The goal was to predict next-day stock prices using historical stock data, with the project assessing how each model could handle stock price fluctuations, trends, seasonality, and market events.
Models
ARIMA: A classical statistical model effective for univariate time series data exhibiting stationarity or trends. ARIMA is well-suited for modeling linear relationships and capturing short-term dependencies in stock prices.
ETS: A smoothing technique that models level, trend, and seasonality in data. It is particularly useful when the data exhibits consistent seasonal patterns, providing robust predictions for time series with cyclical or irregular fluctuations.
LSTM: A type of recurrent neural network (RNN) that excels in capturing long-term dependencies in sequential data. LSTM is ideal for modeling stock prices with complex, nonlinear relationships and can identify temporal patterns that traditional methods might miss.
Prophet: A forecasting tool developed by Facebook, designed for time series data with strong seasonal effects and holidays. Prophet is highly flexible and can accommodate non-linear trends and external factors, making it a good choice for stock prices influenced by market events or seasonal patterns.

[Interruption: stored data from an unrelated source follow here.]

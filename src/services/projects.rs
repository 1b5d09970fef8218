use serde_json::{Value, json};

use crate::{
    graph::{DecodeError, ObjectView},
    models::{
        EntityId, date_from_form, date_from_wire, date_to_wire,
        project::{Project, ProjectTask},
    },
    services::{Service, ValidationError, required, tasks::read_status},
};

pub struct Projects;

/// Text fields of the project form, as typed by the user
#[derive(Debug, Clone, Default, PartialEq)]
pub struct ProjectForm {
    pub name: String,
    pub description: String,
    /// `YYYY-MM-DD`
    pub start_date: String,
    /// `YYYY-MM-DD`, empty when the project has no end date
    pub end_date: String,
}

fn wire_date(view: &ObjectView<'_>, field: &'static str) -> Result<Option<jiff::civil::Date>, DecodeError> {
    view.opt_str(field)?
        .map(|raw| {
            date_from_wire(raw).ok_or_else(|| DecodeError::Field {
                entity: Projects::LABEL,
                field,
                reason: format!("'{raw}' is not a date"),
            })
        })
        .transpose()
}

fn project_task(view: ObjectView<'_>) -> Result<ProjectTask, DecodeError> {
    let assigned_to = view
        .object("assignedTo", "user")?
        .map(|user| user.str("name").map(String::from))
        .transpose()?;

    Ok(ProjectTask {
        id: view.int("id")?,
        name: view.str("name")?.to_string(),
        status: read_status(&view)?,
        assigned_to,
    })
}

fn form_date(raw: &str, field: &'static str) -> Result<Option<jiff::civil::Date>, ValidationError> {
    let raw = raw.trim();
    if raw.is_empty() {
        return Ok(None);
    }
    date_from_form(raw)
        .map(Some)
        .ok_or_else(|| ValidationError::InvalidDate {
            field,
            value: raw.to_string(),
        })
}

impl Service for Projects {
    type Entity = Project;
    type Form = ProjectForm;

    const COLLECTION: &'static str = "projects";
    const LABEL: &'static str = "project";

    fn from_view(view: ObjectView<'_>) -> Result<Project, DecodeError> {
        let start_date = wire_date(&view, "startDate")?.ok_or_else(|| DecodeError::Field {
            entity: Self::LABEL,
            field: "startDate",
            reason: String::from("missing required value"),
        })?;

        let tasks = view
            .list("tasks", "task")?
            .into_iter()
            .map(project_task)
            .collect::<Result<Vec<_>, _>>()?;

        Ok(Project {
            id: view.int("id")?,
            name: view.str("name")?.to_string(),
            description: view
                .opt_str("description")?
                .filter(|d| !d.trim().is_empty())
                .map(String::from),
            start_date,
            end_date: wire_date(&view, "endDate")?,
            tasks,
        })
    }

    fn to_form(project: &Project) -> ProjectForm {
        ProjectForm {
            name: project.name.clone(),
            description: project.description.clone().unwrap_or_default(),
            start_date: project.start_date.to_string(),
            end_date: project
                .end_date
                .map(|d| d.to_string())
                .unwrap_or_default(),
        }
    }

    fn body(form: &ProjectForm, id: Option<EntityId>) -> Result<Value, ValidationError> {
        let name = required(&form.name, "Project name")?;
        let start_date = form_date(&form.start_date, "start date")?
            .ok_or(ValidationError::MissingField("Start date"))?;
        let end_date = form_date(&form.end_date, "end date")?;

        if let Some(end) = end_date
            && end < start_date
        {
            return Err(ValidationError::EndBeforeStart {
                start: start_date,
                end,
            });
        }

        let mut body = json!({
            "name": name,
            "description": form.description,
            "startDate": date_to_wire(start_date),
            "endDate": end_date.map(date_to_wire),
        });
        if let Some(id) = id {
            body["id"] = json!(id);
        }
        Ok(body)
    }
}
use tracing_subscriber::{EnvFilter, fmt};

pub const LOG_ENV: &str = "PMT_LOG";

fn default_directive(verbose: bool) -> &'static str {
    if verbose { "debug" } else { "warn" }
}

/// Builds the filter: `PMT_LOG` when set and valid, otherwise `warn`
/// (`debug` with `--verbose`).
fn filter(verbose: bool) -> EnvFilter {
    EnvFilter::try_from_env(LOG_ENV).unwrap_or_else(|_| EnvFilter::new(default_directive(verbose)))
}

/// Installs the stderr subscriber. Calling it again is a no-op.
pub fn init(verbose: bool) {
    if let Err(e) = fmt()
        .with_env_filter(filter(verbose))
        .with_writer(std::io::stderr)
        .with_target(false)
        .try_init()
    {
        tracing::debug!(error = %e, "tracing already initialized");
    }
}
use jiff::civil::{Date, DateTime, Time};

pub mod project;
pub mod snapshot;
pub mod task;
pub mod user;

/// Server-assigned record identifier
pub type EntityId = i64;

/// Identifier carried by records that have not been persisted yet
pub const NEW_ENTITY_ID: EntityId = 0;

/// Records that can be picked by id or by name
pub trait Named {
    fn id(&self) -> EntityId;
    fn name(&self) -> &str;
}

/// Formats a bare date the way the remote expects it: midnight of that day.
pub fn date_to_wire(date: Date) -> String {
    date.to_datetime(Time::midnight()).to_string()
}

/// Parses a wire date-time (or bare date) keeping only the date portion.
pub fn date_from_wire(raw: &str) -> Option<Date> {
    let date_part = raw.split('T').next().unwrap_or(raw).trim();
    date_part.parse::<Date>().ok()
}

/// Parses the date typed into a form field. Accepts a full date-time too,
/// in which case the time is discarded.
pub fn date_from_form(raw: &str) -> Option<Date> {
    let trimmed = raw.trim();
    trimmed
        .parse::<Date>()
        .ok()
        .or_else(|| trimmed.parse::<DateTime>().ok().map(|dt| dt.date()))
}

Random Forest: An ensemble learning method based on decision trees, Random Forest can be adapted for time series forecasting by using lagged features and external variables as inputs. It is particularly useful for modeling non-linear relationships and capturing interactions between different predictors, providing robust forecasts even with noisy data.
Our analysis produced several key findings, which are visually represented in the project 2 code section above. Advanced models like LSTM and Random Forest outperformed traditional methods in capturing complex patterns.
Hyperparameter Tuning of ARIMA: Enhanced model accuracy by reducing the average MSE score from 611 to 21 through optimal hyperparameter selection. Hyperparameter tuning of ARIMA yield stronger performance than ETS and FB Prophet default models.
The top-performing models based on MSE are LSTM, ARIMA with updated parameters (5, 2, 0), and Random Forest Regression. Depending on the specific use case, one can choose to employ any combination of these models, either individually or collectively through a VotingRegressor.